The matrix of whole foods, food products and/or composite meals is, at least partly, defined by the combination of a variety of macronutrients, micronutrients, and (anti-)nutritional compounds. However, the food matrix is also modified by commercial food processing as well as in-house food preparation, which often includes heating and/or cooking [3, 87, 88]. Prior to consumption, food is cut or mashed and chewed, which will also impact the rate of protein digestion and amino acid absorption [3, 89, 90]. Numerous factors play a role in determining the post-prandial muscle protein synthetic response to food ingestion. Besides the impact of individual food matrices on protein digestion and amino acid absorption kinetics, it is important to consider that a composite meal often includes a variety of animal and plant-based foods, or at least various plant-based foods. There is currently limited information within the literature on the (potential) interaction between different protein sources within a single meal on protein digestion and amino acid absorption kinetics and the post-prandial muscle protein synthetic response to feeding.

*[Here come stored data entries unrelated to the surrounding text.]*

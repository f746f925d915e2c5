// This Source Code Form is subject to the terms of the Mozilla Public
// License, v. 2.0. If a copy of the MPL was not distributed with this
// file, You can obtain one at https://mozilla.org/MPL/2.0/.

//! Host mutation and query interface
//!
//! The host only exposes derived geometry (generated grid lines, generated
//! panels, wall orientation) after it has been regenerated. Mutations are
//! therefore never issued directly against a [`HostDocument`]; they go through
//! [`crate::CommandQueue`], which owns the recompute barrier.

use crate::elements::{GridFamily, HostGridLine, HostLevel, NamedType, TypeCategory};
use crate::error::HostError;
use crate::host::{HostCurve, HostId};
use crate::units::Xyz;

/// Built-in category a direct shape is filed under
#[derive(Debug, Clone, Copy, PartialEq, Eq)]
pub enum DirectShapeCategory {
    CurtainPanel,
    Mullion,
    Roof,
    GenericModel,
}

/// One structural mutation of the host document. Lengths in feet.
#[derive(Debug, Clone, PartialEq)]
pub enum HostCommand {
    CreateCurtainWall {
        boundary: Vec<HostCurve>,
        base_level: HostId,
        height: f64,
        wall_type: Option<HostId>,
    },
    FlipWall {
        wall: HostId,
    },
    /// Add a grid line passing through `point`
    AddGridLine {
        wall: HostId,
        family: GridFamily,
        point: Xyz,
    },
    /// Remove the grid line segment matching `segment`; the host locates the
    /// owning grid line
    RemoveSegment {
        wall: HostId,
        segment: HostCurve,
    },
    AddMullion {
        grid_line: HostId,
        segment: HostCurve,
        mullion_type: Option<HostId>,
    },
    SetPanelType {
        panel: HostId,
        panel_type: HostId,
    },
    CreateBeam {
        curve: HostCurve,
        symbol: HostId,
        level: HostId,
    },
    SetBeamRotation {
        beam: HostId,
        radians: f64,
    },
    SetBeamZOffset {
        beam: HostId,
        offset: f64,
    },
    /// A tessellated shape that bypasses host families
    CreateDirectShape {
        name: String,
        category: DirectShapeCategory,
        facets: Vec<[Xyz; 3]>,
    },
}

impl HostCommand {
    /// Short command name for diagnostics
    pub fn name(&self) -> &'static str {
        match self {
            HostCommand::CreateCurtainWall { .. } => "create-curtain-wall",
            HostCommand::FlipWall { .. } => "flip-wall",
            HostCommand::AddGridLine { .. } => "add-grid-line",
            HostCommand::RemoveSegment { .. } => "remove-segment",
            HostCommand::AddMullion { .. } => "add-mullion",
            HostCommand::SetPanelType { .. } => "set-panel-type",
            HostCommand::CreateBeam { .. } => "create-beam",
            HostCommand::SetBeamRotation { .. } => "set-beam-rotation",
            HostCommand::SetBeamZOffset { .. } => "set-beam-z-offset",
            HostCommand::CreateDirectShape { .. } => "create-direct-shape",
        }
    }
}

/// What an accepted command produced
#[derive(Debug, Clone, Copy, PartialEq, Eq)]
pub enum CommandOutput {
    Created(HostId),
    Modified,
}

impl CommandOutput {
    pub fn created_id(&self) -> Option<HostId> {
        match self {
            CommandOutput::Created(id) => Some(*id),
            CommandOutput::Modified => None,
        }
    }
}

/// A host document that can be mutated and queried
pub trait HostDocument {
    /// Apply one mutation. The effect on derived geometry is only observable
    /// after [`HostDocument::regenerate`].
    fn apply(&mut self, command: &HostCommand) -> Result<CommandOutput, HostError>;

    /// Recompute derived geometry for every mutation applied so far
    fn regenerate(&mut self) -> Result<(), HostError>;

    /// Levels sorted by elevation
    fn levels(&self) -> Vec<HostLevel>;

    fn element_types(&self, category: TypeCategory) -> Vec<NamedType>;

    /// Minimum height over the cross-section of a framing symbol, feet
    fn min_symbol_height(&self, symbol: HostId) -> Option<f64>;

    /// Derived: grid lines generated on a curtain wall
    fn grid_lines(&self, wall: HostId, family: GridFamily) -> Vec<HostGridLine>;

    /// Derived: generated panels in generation order
    fn panel_ids(&self, wall: HostId) -> Vec<HostId>;

    /// Derived: the wall's exterior facing direction
    fn wall_orientation(&self, wall: HostId) -> Option<Xyz>;
}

Although we have gained much insight into the various factors that modulate dietary protein absorbability, protein digestion and amino acid absorption, and post-prandial muscle protein synthesis, we lack insights into post-prandial protein handling following ingestion of whole foods and mixed meals. Future studies are warranted to assess the anabolic properties of composite meal ingestion and the impact this can have on muscle conditioning in both health and disease.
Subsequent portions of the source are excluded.